Contra-sinal aos tempos que correm, e até à sua habitual metodologia de first take, cada uma dessas canções mereceu tempo e respiro ao longo de ano e meio de feitura. Pela primeira vez o músico fez-se acompanhar um conjunto alargado de contribuidores onde se podem encontrar Dave Bryant e Efrim Menuck dos Godspeed You! Black Emperor, o saxofonista Colin Stetson ou o Elias Rønnenfelt dos Iceage , apenas para citar alguns dos mais sonantes. Pelo acréscimo humano, julgar-se-ia um disco sonoramente vigoroso, quase mesmo sumptuoso. A verdade é que estas composições facilmente se poderiam adaptar a uma dimensão orquestral. Porém, a sua natureza é outra, reduzindo ao máximo os elementos à disposição extraindo a essência anímica que interessa. Definitivamente devocional, seduz pela discrição e cativa pela transparência.
Numa entrevista, McHahon confessou que sentia ter experienciado já cerca de três vidas paralelas. Gravando desde 2001, a sua obra torna-se já turva à distância. Com os Inouk saboreou a perigosa brisa do hype mediático que logo desapareceu tão depressa quanto nasceu. Deixou a cidade da Grande Maçã para trás – o suposto palco do mundo onde ninguém quer estar de fora – e entregou-se a uma vivência relativamente prolongada na Ásia. Por lá absorveu a cultura e filosofia local, rodeou-se de bosques e paisagens selvagens.

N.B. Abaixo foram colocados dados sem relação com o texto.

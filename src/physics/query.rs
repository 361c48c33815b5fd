//! Scene queries against the broadphase tree.

use glam::Vec3;

use crate::error::{PhysicsError, PhysicsResult};
use crate::geometry::{Aabb, Ray};

use super::collider::ColliderHandle;
use super::narrowphase::PosedShape;
use super::PhysicsWorld;

/// Closest hit of a ray cast.
#[derive(Debug, Clone, Copy, PartialEq)]
pub struct RayHit {
    pub collider: ColliderHandle,
    /// Distance along the ray. Zero when the ray starts inside the shape.
    pub distance: f32,
    pub point: Vec3,
}

impl PhysicsWorld {
    /// Nearest collider hit by `ray` within `max_distance`.
    ///
    /// Only colliders whose layer bit is set in `layer_mask` are considered.
    /// Sensors are skipped unless `query_sensors` is set.
    pub fn ray_cast(
        &self,
        ray: &Ray,
        max_distance: f32,
        layer_mask: u32,
        query_sensors: bool,
    ) -> Option<RayHit> {
        if layer_mask == 0 || max_distance.is_nan() || max_distance < 0.0 {
            return None;
        }
        let (collider, distance) = self.bvh.ray_cast(ray, max_distance, |handle, limit| {
            let collider = self.colliders.get(handle)?;
            if collider.layer_bit() & layer_mask == 0 || (collider.is_sensor() && !query_sensors) {
                return None;
            }
            collider
                .shape()
                .ray_intersect(ray, limit, collider.transform())
        })?;
        Some(RayHit {
            collider,
            distance,
            point: ray.point_at(distance),
        })
    }

    /// Colliders whose bounds overlap `aabb`.
    pub fn query_aabb(&self, aabb: &Aabb, layer_mask: u32) -> Vec<ColliderHandle> {
        let mut found = Vec::new();
        self.bvh.query_aabb(aabb, |handle| {
            let Some(collider) = self.colliders.get(handle) else {
                return;
            };
            if collider.layer_bit() & layer_mask != 0 && collider.bounds().overlaps(aabb) {
                found.push(handle);
            }
        });
        found
    }

    /// Colliders whose shapes intersect the given collider. Colliders on the
    /// same body are excluded.
    pub fn query_collider(&self, handle: ColliderHandle) -> PhysicsResult<Vec<ColliderHandle>> {
        let collider = self
            .colliders
            .get(handle)
            .ok_or(PhysicsError::StaleColliderHandle)?;
        let posed = PosedShape::from(collider);

        let mut found = Vec::new();
        self.bvh.query_aabb(&collider.bounds(), |other_handle| {
            if other_handle == handle {
                return;
            }
            let Some(other) = self.colliders.get(other_handle) else {
                return;
            };
            if collider.body().is_some() && collider.body() == other.body() {
                return;
            }
            if !collider.bounds().overlaps(&other.bounds()) {
                return;
            }
            if self.narrowphase.intersects(&posed, &PosedShape::from(other)) {
                found.push(other_handle);
            }
        });
        Ok(found)
    }
}
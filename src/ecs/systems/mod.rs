pub mod physics;
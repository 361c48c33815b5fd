//! Expanding Polytope Algorithm: penetration depth from a GJK tetrahedron.

use glam::Vec3;
use tracing::trace;

use crate::geometry::Triangle;

use super::contact::{ContactInfo, ContactPoint};
use super::narrowphase::{PosedShape, Simplex, SupportPoint};

/// Polytope face limit. Growing past it is treated as a failed contact.
const MAX_FACES: usize = 256;
const MAX_VERTICES: usize = 128;

#[derive(Debug, Clone, Copy)]
struct Face {
    vertices: [usize; 3],
    normal: Vec3,
    distance: f32,
}

impl Face {
    /// Build a face whose normal points away from `interior`. `None` for
    /// degenerate triangles.
    fn new(points: &[SupportPoint], [i, j, k]: [usize; 3], interior: Vec3) -> Option<Self> {
        let a = points[i].point;
        let normal = (points[j].point - a).cross(points[k].point - a);
        let len = normal.length();
        if len < 1e-10 {
            return None;
        }
        let mut normal = normal / len;
        let mut vertices = [i, j, k];
        if normal.dot(a - interior) < 0.0 {
            normal = -normal;
            vertices.swap(1, 2);
        }
        Some(Self {
            vertices,
            normal,
            distance: normal.dot(a),
        })
    }
}

/// EPA solver settings.
#[derive(Debug, Clone, Copy)]
pub struct Epa {
    /// Stop once a new support point extends the polytope by less than this.
    pub grow_threshold: f32,
    pub max_iterations: usize,
}

impl Default for Epa {
    fn default() -> Self {
        Self {
            grow_threshold: 1e-4,
            max_iterations: 64,
        }
    }
}

impl Epa {
    pub fn new(grow_threshold: f32, max_iterations: usize) -> Self {
        Self {
            grow_threshold,
            max_iterations,
        }
    }

    /// Expand the GJK tetrahedron to the face of `A - B` nearest the origin.
    ///
    /// Returns a single contact point with the normal pointing from A to B.
    /// Degenerate input, NaN barycentrics and polytope overflow yield `None`.
    /// Running out of iterations returns the best face found so far.
    pub fn solve(&self, simplex: &Simplex, a: &PosedShape, b: &PosedShape) -> Option<ContactInfo> {
        if simplex.len() != 4 {
            return None;
        }

        let mut points: Vec<SupportPoint> = Vec::with_capacity(MAX_VERTICES);
        points.extend_from_slice(simplex.points());
        let interior = points.iter().map(|p| p.point).sum::<Vec3>() * 0.25;

        let mut faces: Vec<Face> = Vec::with_capacity(MAX_FACES);
        for indices in [[0, 1, 2], [0, 3, 1], [0, 2, 3], [1, 3, 2]] {
            faces.push(Face::new(&points, indices, interior)?);
        }

        let mut edges: Vec<[usize; 2]> = Vec::new();
        for _ in 0..self.max_iterations {
            let closest = *faces
                .iter()
                .min_by(|x, y| x.distance.total_cmp(&y.distance))?;

            let support = SupportPoint::new(a, b, closest.normal);
            if support.point.dot(closest.normal) - closest.distance < self.grow_threshold {
                return contact_from_face(&points, &closest);
            }
            if points.len() >= MAX_VERTICES {
                trace!(vertices = points.len(), "EPA vertex limit reached");
                return None;
            }

            let new_index = points.len();
            points.push(support);

            edges.clear();
            faces.retain(|face| {
                let visible = face.normal.dot(support.point - points[face.vertices[0]].point) > 0.0;
                if visible {
                    let [i, j, k] = face.vertices;
                    add_edge(&mut edges, i, j);
                    add_edge(&mut edges, j, k);
                    add_edge(&mut edges, k, i);
                }
                !visible
            });

            for &[i, j] in &edges {
                match Face::new(&points, [i, j, new_index], interior) {
                    Some(face) => faces.push(face),
                    None => {
                        trace!("EPA produced a degenerate face");
                        return None;
                    }
                }
            }
            if faces.len() > MAX_FACES {
                trace!(faces = faces.len(), "EPA face limit reached");
                return None;
            }
        }

        let closest = faces
            .iter()
            .min_by(|x, y| x.distance.total_cmp(&y.distance))?;
        contact_from_face(&points, closest)
    }
}

/// Horizon bookkeeping: an edge shared by two removed faces cancels out.
fn add_edge(edges: &mut Vec<[usize; 2]>, a: usize, b: usize) {
    if let Some(pos) = edges.iter().position(|e| e[0] == b && e[1] == a) {
        edges.swap_remove(pos);
    } else {
        edges.push([a, b]);
    }
}

fn contact_from_face(points: &[SupportPoint], face: &Face) -> Option<ContactInfo> {
    let [i, j, k] = face.vertices;
    let (p0, p1, p2) = (points[i], points[j], points[k]);
    let projection = face.normal * face.distance;
    let bary = Triangle::new(p0.point, p1.point, p2.point).barycentric(projection);
    if !bary.is_finite() {
        trace!("EPA closest face has degenerate barycentric coordinates");
        return None;
    }

    let position_a = p0.a * bary.x + p1.a * bary.y + p2.a * bary.z;
    let position_b = p0.b * bary.x + p1.b * bary.y + p2.b * bary.z;
    Some(ContactInfo {
        normal: face.normal,
        points: vec![ContactPoint {
            position_a,
            position_b,
            depth: face.distance.max(0.0),
        }],
    })
}
/// Incremental AABB tree over colliders.
pub struct DynamicBvh {
    nodes: Arena<BvhNode>,
    root: Option<NodeHandle>,
    config: BvhConfig,
    moving: Vec<NodeHandle>,
    query_epoch: u32,
    leaf_count: usize,
}
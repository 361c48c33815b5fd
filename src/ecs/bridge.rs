//! Spawning and despawning entities backed by physics bodies.

use tracing::debug;

use crate::ecs::components::physics::{ColliderLinks, RigidBodyLink};
use crate::ecs::components::transform::Transform;
use crate::error::PhysicsResult;
use crate::physics::collider::Collider;
use crate::physics::rigid_body::RigidBody;
use crate::physics::PhysicsWorld;

/// Add `body` and its colliders to the physics world and spawn an entity
/// linked to it.
///
/// Creates an entity with Transform, RigidBodyLink and ColliderLinks
/// components. If a collider is rejected the body is removed again.
pub fn spawn_body(
    world: &mut hecs::World,
    physics: &mut PhysicsWorld,
    body: RigidBody,
    colliders: impl IntoIterator<Item = Collider>,
) -> PhysicsResult<hecs::Entity> {
    let transform = Transform::from_position_rotation(body.position(), body.rotation());
    let handle = physics.add_body(body)?;

    let mut attached = Vec::new();
    for collider in colliders {
        match physics.add_collider(collider, Some(handle)) {
            Ok(c) => attached.push(c),
            Err(err) => {
                physics.remove_body(handle)?;
                return Err(err);
            }
        }
    }

    Ok(world.spawn((transform, RigidBodyLink(handle), ColliderLinks(attached))))
}

/// Despawn an entity and remove its body from the physics world. Despawning
/// an entity that no longer exists is a no-op.
pub fn despawn_body(
    world: &mut hecs::World,
    physics: &mut PhysicsWorld,
    entity: hecs::Entity,
) -> PhysicsResult<()> {
    let body = world.get::<&RigidBodyLink>(entity).ok().map(|link| link.0);
    if let Some(handle) = body {
        physics.remove_body(handle)?;
    }
    match world.despawn(entity) {
        Ok(()) => {}
        Err(hecs::NoSuchEntity) => debug!(?entity, "entity already despawned"),
    }
    Ok(())
}
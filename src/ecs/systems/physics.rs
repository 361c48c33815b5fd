//! ECS physics sync systems.
//!
//! Run [`push_transforms`] before advancing the physics world and
//! [`pull_transforms`] after it.

use tracing::{trace, warn};

use crate::ecs::components::physics::RigidBodyLink;
use crate::ecs::components::transform::Transform;
use crate::physics::PhysicsWorld;

/// Squared distance below which an ECS position counts as unchanged.
const POSITION_EPSILON_SQ: f32 = 1e-10;
/// Quaternion dot product above which an ECS rotation counts as unchanged.
const ROTATION_EPSILON: f32 = 1.0 - 1e-7;

/// Copy body poses into the entities' Transform components. Sleeping bodies
/// are skipped. Returns the number of transforms written.
pub fn pull_transforms(world: &mut hecs::World, physics: &PhysicsWorld) -> usize {
    let mut written = 0;
    for (_, (link, transform)) in world.query_mut::<(&RigidBodyLink, &mut Transform)>() {
        let Some(body) = physics.body(link.0) else {
            continue;
        };
        if body.is_asleep() {
            continue;
        }
        transform.position = body.position();
        transform.rotation = body.rotation();
        written += 1;
    }
    written
}

/// Teleport bodies whose ECS transform no longer matches the simulated
/// pose. Velocities are kept and the body is woken. Returns the number of
/// bodies moved.
pub fn push_transforms(world: &mut hecs::World, physics: &mut PhysicsWorld) -> usize {
    let mut moved = 0;
    for (entity, (link, transform)) in world.query_mut::<(&RigidBodyLink, &Transform)>() {
        let Some(body) = physics.body(link.0) else {
            continue;
        };
        let same_position =
            body.position().distance_squared(transform.position) <= POSITION_EPSILON_SQ;
        let same_rotation = body.rotation().dot(transform.rotation).abs() >= ROTATION_EPSILON;
        if same_position && same_rotation {
            continue;
        }
        if !transform.position.is_finite() || !transform.rotation.is_finite() {
            warn!(?entity, "ignoring non-finite transform");
            continue;
        }
        if let Some(body) = physics.body_mut(link.0) {
            body.set_pose(transform.position, transform.rotation);
            moved += 1;
        }
    }
    if moved > 0 {
        trace!(moved, "pushed ECS transforms");
    }
    moved
}
//! Transform component.

use glam::{Mat4, Quat, Vec3};

/// World pose of an entity. Scale is carried for rendering only; physics
/// shapes are never scaled.
#[derive(Debug, Clone, Copy, PartialEq)]
pub struct Transform {
    pub position: Vec3,
    pub rotation: Quat,
    pub scale: Vec3,
}

impl Default for Transform {
    fn default() -> Self {
        Self {
            position: Vec3::ZERO,
            rotation: Quat::IDENTITY,
            scale: Vec3::ONE,
        }
    }
}

impl Transform {
    pub fn from_position(position: Vec3) -> Self {
        Self {
            position,
            ..Default::default()
        }
    }

    pub fn from_position_rotation(position: Vec3, rotation: Quat) -> Self {
        Self {
            position,
            rotation,
            ..Default::default()
        }
    }

    pub fn to_matrix(&self) -> Mat4 {
        Mat4::from_scale_rotation_translation(self.scale, self.rotation, self.position)
    }
}
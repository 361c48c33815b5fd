//! CPU rigid body simulation with a dynamic BVH broadphase, GJK/EPA
//! narrowphase and a sequential impulse solver.
//!
//! # Architecture
//!
//! [`PhysicsWorld::step`] runs one fixed tick:
//!
//! 1. Integrate gravity and applied forces into the velocity of awake bodies
//! 2. Broadphase: query the BVH for leaves that moved since the last step
//! 3. Narrowphase: GJK/EPA contacts, or a boolean overlap for sensors
//! 4. Contact solver: refresh persistent manifolds and merge new points
//! 5. Islands: solve each connected group, put resting groups to sleep
//! 6. Integrate positions and refresh the BVH for moved colliders
//! 7. Clear force accumulators
//! 8. Diff pairs against the previous step and fire enter/exit events
//!
//! [`PhysicsWorld::advance`] feeds wall-clock time through an accumulator
//! and runs as many fixed ticks as fit.

pub mod arena;
pub mod broadphase;
pub mod collider;
pub mod contact;
pub mod epa;
pub mod events;
pub mod filter;
pub mod island;
pub mod narrowphase;
mod query;
pub mod rigid_body;
pub mod shape;
pub mod solver;
pub mod transform;

use std::collections::HashSet;

use glam::{Quat, Vec3};
use tracing::{debug, trace, warn};

use crate::error::{PhysicsError, PhysicsResult};

use self::arena::Arena;
use self::broadphase::{BvhConfig, DynamicBvh};
use self::collider::{Collider, ColliderHandle};
use self::contact::{manifold_key, ContactInfo, ContactManifold};
use self::epa::Epa;
use self::events::{CollisionInfo, PairSet, PhysicsEvent};
use self::filter::{CollisionFilter, LayerFilter};
use self::island::{IslandBuilder, SleepSettings};
use self::narrowphase::{Gjk, NarrowPhase, PosedShape};
use self::rigid_body::{BodyHandle, RigidBody};
use self::solver::{ContactSolver, SolverSettings};

pub use self::query::RayHit;

/// A single `advance` running more steps than this is logged as lag.
const LAG_WARNING_STEPS: u32 = 8;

De regresso aos Estados Unidos, e já em destaque na editora Sacred Bones, a lei cósmica atraiu-lhe o valor merecido, dando mais pistas sobre a real identidade artística do homem, sobretudo com o anterior Through Donkey Jaw. Neste momento, Amen Dunes até pode ter descido ao vale, de rosto reconhecível a todos, mas mantém uma aura enigmática (nas letras que escreve, nas atmosferas que cria e até mesmo nas capas que ilustram os discos) que o coloca, no fim de contas, como um eterno desconhecido.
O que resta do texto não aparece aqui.